I’m sitting in a coffee shop co-op, my elbow nearly touching a Black Lives Matter sign in the window, a donation jar for justice for Jerry Williams, a black man killed two weeks ago by a police officer in Asheville, replacing a tip jar on the counter, and feeling guilty about using my white middle class privilege to read SCBWI articles and brainstorm picture book ideas.
I’m always cautious about making my writing overly preachy and, because of my ethnicity and experiences, about being the wrong voice for the right cause. So what good am I doing sitting here working on picture books if they are not directly speaking out about the injustices in the world?
I’m not telling you this just to alleviate my guilt or to justify my work, but because a poignant Teachers & Writers Magazine article arrived in my inbox on just this topic while I was sitting here, suggesting that I wasn’t the only writer out there feeling this way. In case you’re struggling with the same, here are some reminders of a few of the many ways that children’s books can change the world.
- Children’s book can encourage creative and imaginative ways of thinking. Inspiring kids to think outside of the box can help them to become problem-solvers and world-changers.
- Children’s books can impart knowledge and inspire a love of learning.
- Children’s books can broaden kids’ worldview, which can foster tolerance and empathy. Be conscious of the lens through which you are writing and make sure that your books are inclusive, tolerant, and caring.
- Children’s books can create a soothing escape for kids experiencing turbulence in their own lives…
- …or they can reflect that turbulence, give kids space to process difficult emotions and feel that they are not alone in them.

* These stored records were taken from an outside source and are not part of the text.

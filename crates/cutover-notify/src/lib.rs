//! Notification channel.
//!
//! One terminal message per deployment run, published to a webhook.
//! Delivery is best-effort: the orchestrator logs a failed publish
//! and moves on; it never fails a run over it.

use std::time::Duration;

use async_trait::async_trait;
use thiserror::Error;
use tracing::debug;

#[derive(Debug, Error)]
pub enum NotifyError {
    #[error("publish request failed: {0}")]
    Request(String),

    #[error("notification endpoint returned {0}")]
    Status(u16),
}

/// A terminal-outcome publisher.
#[async_trait]
pub trait Notifier: Send + Sync {
    async fn publish(&self, subject: &str, message: &str) -> Result<(), NotifyError>;
}

/// Publishes JSON `{subject, message}` to a webhook URL.
#[derive(Debug, Clone)]
pub struct WebhookNotifier {
    url: String,
    client: reqwest::Client,
}

impl WebhookNotifier {
    pub fn new(url: impl Into<String>) -> Self {
        let client = reqwest::Client::builder()
            .timeout(Duration::from_secs(10))
            .build()
            .unwrap_or_default();
        Self {
            url: url.into(),
            client,
        }
    }
}

#[async_trait]
impl Notifier for WebhookNotifier {
    async fn publish(&self, subject: &str, message: &str) -> Result<(), NotifyError> {
        let body = serde_json::json!({
            "subject": subject,
            "message": message,
        });

        let response = self
            .client
            .post(&self.url)
            .json(&body)
            .send()
            .await
            .map_err(|e| NotifyError::Request(e.to_string()))?;

        if response.status().is_success() {
            debug!(subject, "notification published");
            Ok(())
        } else {
            Err(NotifyError::Status(response.status().as_u16()))
        }
    }
}

/// Stand-in when no channel is configured.
#[derive(Debug, Clone, Default)]
pub struct NullNotifier;

#[async_trait]
impl Notifier for NullNotifier {
    async fn publish(&self, subject: &str, _message: &str) -> Result<(), NotifyError> {
        debug!(subject, "no notification channel configured, dropping message");
        Ok(())
    }
}

#[cfg(test)]
mod tests {
    use super::*;

    #[tokio::test]
    async fn null_notifier_accepts_everything() {
        let notifier = NullNotifier;
        notifier.publish("deploy ok", "active slot is b").await.unwrap();
    }

    #[tokio::test]
    async fn webhook_failure_is_reported_not_swallowed() {
        // Nothing listens here; the notifier must surface the error
        // so the caller can decide to swallow it.
        let notifier = WebhookNotifier::new("http://127.0.0.1:1/hook");
        let result = notifier.publish("deploy failed", "reason").await;
        assert!(matches!(result, Err(NotifyError::Request(_))));
    }
}
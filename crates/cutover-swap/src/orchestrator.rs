//! The swap pipeline.
//!
//! One `run()` call drives a full deployment:
//!
//! ```text
//! Resolving → Fetching → Launching → HealthChecking → Switching
//!     → Monitoring → {Finalizing | RollingBack} → Notifying → Done
//! ```
//!
//! Stages are hard gates executed strictly in order. The fetch runs
//! and succeeds before any environment is touched; the old slot is
//! never torn down before the new one passes the post-soak
//! confirmation. The whole run sits under a configurable wall-clock
//! deadline; hitting it unwinds the compensation stack like any
//! other failure.

use std::sync::Arc;
use std::time::Duration;

use tokio::time::{sleep, timeout};
use tracing::{error, info, warn};

use cutover_core::{CutoverConfig, DeploymentOutcome, DeploymentRequest, EnvSettings, Slot};
use cutover_health::{retry, Probe, RetryPolicy};
use cutover_notify::Notifier;
use cutover_proxy::{ProxyController, ProxyError, RoutingConfig, RoutingSpec};
use cutover_runtime::{ContainerRuntime, RunSpec, RuntimeError};

use crate::compensation::{Compensation, CompensationStack};
use crate::error::{SwapError, SwapFailure};
use crate::phase::SwapPhase;
use crate::resolver;

/// Mutable bookkeeping for one run, shared between the pipeline and
/// the failure path.
struct RunState {
    phase: SwapPhase,
    stack: CompensationStack,
    active: Option<Slot>,
    target: Option<Slot>,
}

impl RunState {
    fn new() -> Self {
        Self {
            phase: SwapPhase::Resolving,
            stack: CompensationStack::new(),
            active: None,
            target: None,
        }
    }
}

/// The blue/green swap orchestrator.
pub struct Swap {
    config: CutoverConfig,
    env: EnvSettings,
    runtime: Arc<dyn ContainerRuntime>,
    proxy: Arc<dyn ProxyController>,
    probe: Arc<dyn Probe>,
    notifier: Arc<dyn Notifier>,
}

impl Swap {
    pub fn new(
        config: CutoverConfig,
        env: EnvSettings,
        runtime: Arc<dyn ContainerRuntime>,
        proxy: Arc<dyn ProxyController>,
        probe: Arc<dyn Probe>,
        notifier: Arc<dyn Notifier>,
    ) -> Self {
        Self {
            config,
            env,
            runtime,
            proxy,
            probe,
            notifier,
        }
    }

    /// Run one deployment to completion.
    ///
    /// On failure the compensation stack has already been unwound and
    /// a best-effort notification sent; the returned failure carries
    /// the stage, the error, and captured instance logs when the
    /// target's health was the problem.
    pub async fn run(&self, request: &DeploymentRequest) -> Result<DeploymentOutcome, SwapFailure> {
        let mut state = RunState::new();

        let result = if self.config.deadline_secs == 0 {
            self.execute(request, &mut state).await
        } else {
            let deadline = Duration::from_secs(self.config.deadline_secs);
            match timeout(deadline, self.execute(request, &mut state)).await {
                Ok(result) => result,
                Err(_) => Err(SwapError::DeadlineExceeded(self.config.deadline_secs)),
            }
        };

        match result {
            Ok(target) => {
                let outcome = DeploymentOutcome::success(
                    target,
                    format!("artifact '{}' is live on slot {target}", request.artifact),
                );
                info!(active = %target, "deployment finalized");
                self.notify(&outcome, false).await;
                Ok(outcome)
            }
            Err(cause) => self.fail(request, state, cause).await,
        }
    }

    /// The failure edge: capture diagnostics, unwind, notify.
    async fn fail(
        &self,
        request: &DeploymentRequest,
        mut state: RunState,
        cause: SwapError,
    ) -> Result<DeploymentOutcome, SwapFailure> {
        let failed_phase = state.phase;
        error!(phase = %failed_phase, error = %cause, "deployment failed");

        // Grab the target's logs before rollback removes the instance.
        let diagnostics = match (&cause, state.target) {
            (
                SwapError::HealthCheckTimeout { .. }
                | SwapError::PostSwitchHealth(_)
                | SwapError::FinalVerification(_),
                Some(target),
            ) => {
                let name = self.config.instance_name(target);
                self.runtime.logs(&name, 200).await.ok()
            }
            _ => None,
        };

        let (phase, error) = if state.stack.is_empty() {
            (failed_phase, cause)
        } else {
            state.phase = SwapPhase::RollingBack;
            match state
                .stack
                .unwind(self.runtime.as_ref(), self.proxy.as_ref())
                .await
            {
                Ok(()) => {
                    info!("rollback complete, system restored to pre-deployment state");
                    (failed_phase, cause)
                }
                Err(failures) => (
                    SwapPhase::RollingBack,
                    SwapError::RollbackFailed(format!(
                        "while handling '{cause}': {}",
                        failures.join("; ")
                    )),
                ),
            }
        };

        let outcome = DeploymentOutcome::failure(
            state.active,
            format!(
                "artifact '{}' failed during {phase}: {error}",
                request.artifact
            ),
        );
        self.notify(&outcome, matches!(error, SwapError::RollbackFailed(_)))
            .await;

        Err(SwapFailure {
            phase,
            error,
            diagnostics,
        })
    }

    async fn execute(
        &self,
        request: &DeploymentRequest,
        state: &mut RunState,
    ) -> Result<Slot, SwapError> {
        // ── Resolve ────────────────────────────────────────────────
        state.phase = SwapPhase::Resolving;
        let active = resolver::resolve_active(self.runtime.as_ref(), &self.config).await?;
        let target = active.other();
        state.active = Some(active);
        state.target = Some(target);
        info!(%active, %target, artifact = %request.artifact, "starting swap");

        // ── Fetch (must succeed before any mutation) ───────────────
        state.phase = SwapPhase::Fetching;
        let image = self
            .env
            .image_ref(&self.config.service.image, &request.artifact);
        if let (Some(registry), Some(user), Some(password)) = (
            &self.env.registry,
            &self.env.registry_user,
            &self.env.registry_password,
        ) {
            self.runtime
                .login(registry, user, password)
                .await
                .map_err(|e| SwapError::Authentication(e.to_string()))?;
        }
        self.runtime.pull(&image).await.map_err(|e| match e {
            RuntimeError::ImageNotFound { .. } => SwapError::ArtifactNotFound(e.to_string()),
            other => SwapError::Runtime(other),
        })?;

        // ── Launch ─────────────────────────────────────────────────
        state.phase = SwapPhase::Launching;
        let target_name = self.config.instance_name(target);
        // A stale instance under the target name would block the
        // launch; removing it first makes retries safe.
        self.runtime
            .remove(&target_name)
            .await
            .map_err(|e| SwapError::Launch(e.to_string()))?;
        state.stack.push(Compensation::RemoveInstance {
            name: target_name.clone(),
        });
        let spec = self.run_spec(target, &image, request);
        self.runtime
            .run(&spec)
            .await
            .map_err(|e| SwapError::Launch(e.to_string()))?;

        // ── Health gate ────────────────────────────────────────────
        state.phase = SwapPhase::HealthChecking;
        let gate = RetryPolicy::new(
            self.config.health.attempts,
            Duration::from_secs(self.config.health.interval_secs),
        )
        .with_warmup(Duration::from_secs(self.config.health.warmup_secs));
        let target_address = format!("127.0.0.1:{}", self.config.slot_port(target));
        let health_path = self.config.service.health_path.as_str();
        let probe = &self.probe;
        retry::poll(&gate, |_| {
            let address = target_address.as_str();
            async move { probe.check(address, health_path).await.is_healthy() }
        })
        .await
        .map_err(|e| SwapError::HealthCheckTimeout {
            attempts: e.attempts,
        })?;
        info!(slot = %target, "health gate passed");

        // ── Switch ─────────────────────────────────────────────────
        state.phase = SwapPhase::Switching;
        let routing = RoutingConfig::render(&RoutingSpec {
            upstream: format!("{}_upstream", self.config.service.name.replace('-', "_")),
            listen_port: self.config.proxy.listen_port,
            upstream_port: self.config.slot_port(target),
            health_path: self.config.service.health_path.clone(),
            metrics_path: self.config.proxy.metrics_path.clone(),
            metrics_allow: self.config.proxy.metrics_allow.clone(),
        });
        self.proxy.validate(&routing).await.map_err(|e| match e {
            ProxyError::Validation(reason) => SwapError::RoutingValidation(reason),
            other => SwapError::Proxy(other),
        })?;
        let snapshot = self.proxy.apply(&routing).await?;
        state.stack.push(Compensation::RestoreRouting { snapshot });

        // ── Monitor ────────────────────────────────────────────────
        state.phase = SwapPhase::Monitoring;
        let confirm = RetryPolicy::new(
            self.config.monitor.confirm_attempts,
            Duration::from_secs(self.config.monitor.confirm_interval_secs),
        );
        let live_address = format!("127.0.0.1:{}", self.config.proxy.listen_port);
        retry::poll(&confirm, |_| {
            let address = live_address.as_str();
            async move { probe.check(address, health_path).await.is_healthy() }
        })
        .await
        .map_err(|e| {
            SwapError::PostSwitchHealth(format!(
                "no healthy response through the live route within {} attempts",
                e.attempts
            ))
        })?;

        let soak = Duration::from_secs(self.config.monitor.soak_secs);
        info!(
            soak_secs = self.config.monitor.soak_secs,
            "post-switch confirmation passed, soaking"
        );
        sleep(soak).await;

        if !probe.check(&live_address, health_path).await.is_healthy() {
            return Err(SwapError::FinalVerification(
                "health regressed during the soak period".to_string(),
            ));
        }

        // ── Finalize ───────────────────────────────────────────────
        state.phase = SwapPhase::Finalizing;
        let old_name = self.config.instance_name(active);
        self.runtime.remove(&old_name).await?;
        // The deployment is confirmed; the rollback snapshot and the
        // remove-target compensation are no longer meaningful.
        state.stack.discard();

        state.phase = SwapPhase::Done;
        Ok(target)
    }

    fn run_spec(&self, target: Slot, image: &str, request: &DeploymentRequest) -> RunSpec {
        let mut env = Vec::new();
        if let Some(uri) = &self.env.tracking_uri {
            env.push(("MLFLOW_TRACKING_URI".to_string(), uri.clone()));
        }
        if let Some(user) = &self.env.tracking_user {
            env.push(("MLFLOW_TRACKING_USERNAME".to_string(), user.clone()));
        }
        if let Some(password) = &self.env.tracking_password {
            env.push(("MLFLOW_TRACKING_PASSWORD".to_string(), password.clone()));
        }
        if let Some(region) = &self.env.region {
            env.push(("AWS_REGION".to_string(), region.clone()));
        }
        env.push(("DEPLOYMENT_SLOT".to_string(), target.to_string()));
        env.extend(request.extra_env.iter().cloned());

        RunSpec {
            name: self.config.instance_name(target),
            image: image.to_string(),
            host_port: self.config.slot_port(target),
            container_port: self.config.service.container_port,
            env,
            volumes: request.volumes.clone(),
            log_driver: self.config.service.log_driver.clone(),
        }
    }

    /// Best-effort terminal notification; failures are logged and
    /// swallowed, never escalated.
    async fn notify(&self, outcome: &DeploymentOutcome, rollback_failed: bool) {
        let subject = if outcome.is_success() {
            "cutover succeeded"
        } else if rollback_failed {
            "cutover rollback failed: manual intervention required"
        } else {
            "cutover failed"
        };
        if let Err(e) = self.notifier.publish(subject, &outcome.reason).await {
            warn!(error = %e, "failed to publish outcome notification");
        }
    }
}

- Children’s books can give kids a chance to see themselves as a hero and then give them the confidence to actually become one.
- Children’s books can directly speak out against the injustices in the world. They don’t need to be a security blanket or safe shelter for children. Kids are often more curious about the world, intelligent, and mature than we give them credit for, and the very issues that adults think are too dark or difficult for kids are often the ones that motivate them. If picture books only portray a perfect, peaceful world, kids won’t trust them when they learn that the world is not that way. Kids need both – books that tell it like it is, and books that show the limitlessness of what can be.
The pen is still mightier than the sword (or maybe in today’s world, the keyboard mightier than the assault weapon). Keep writing!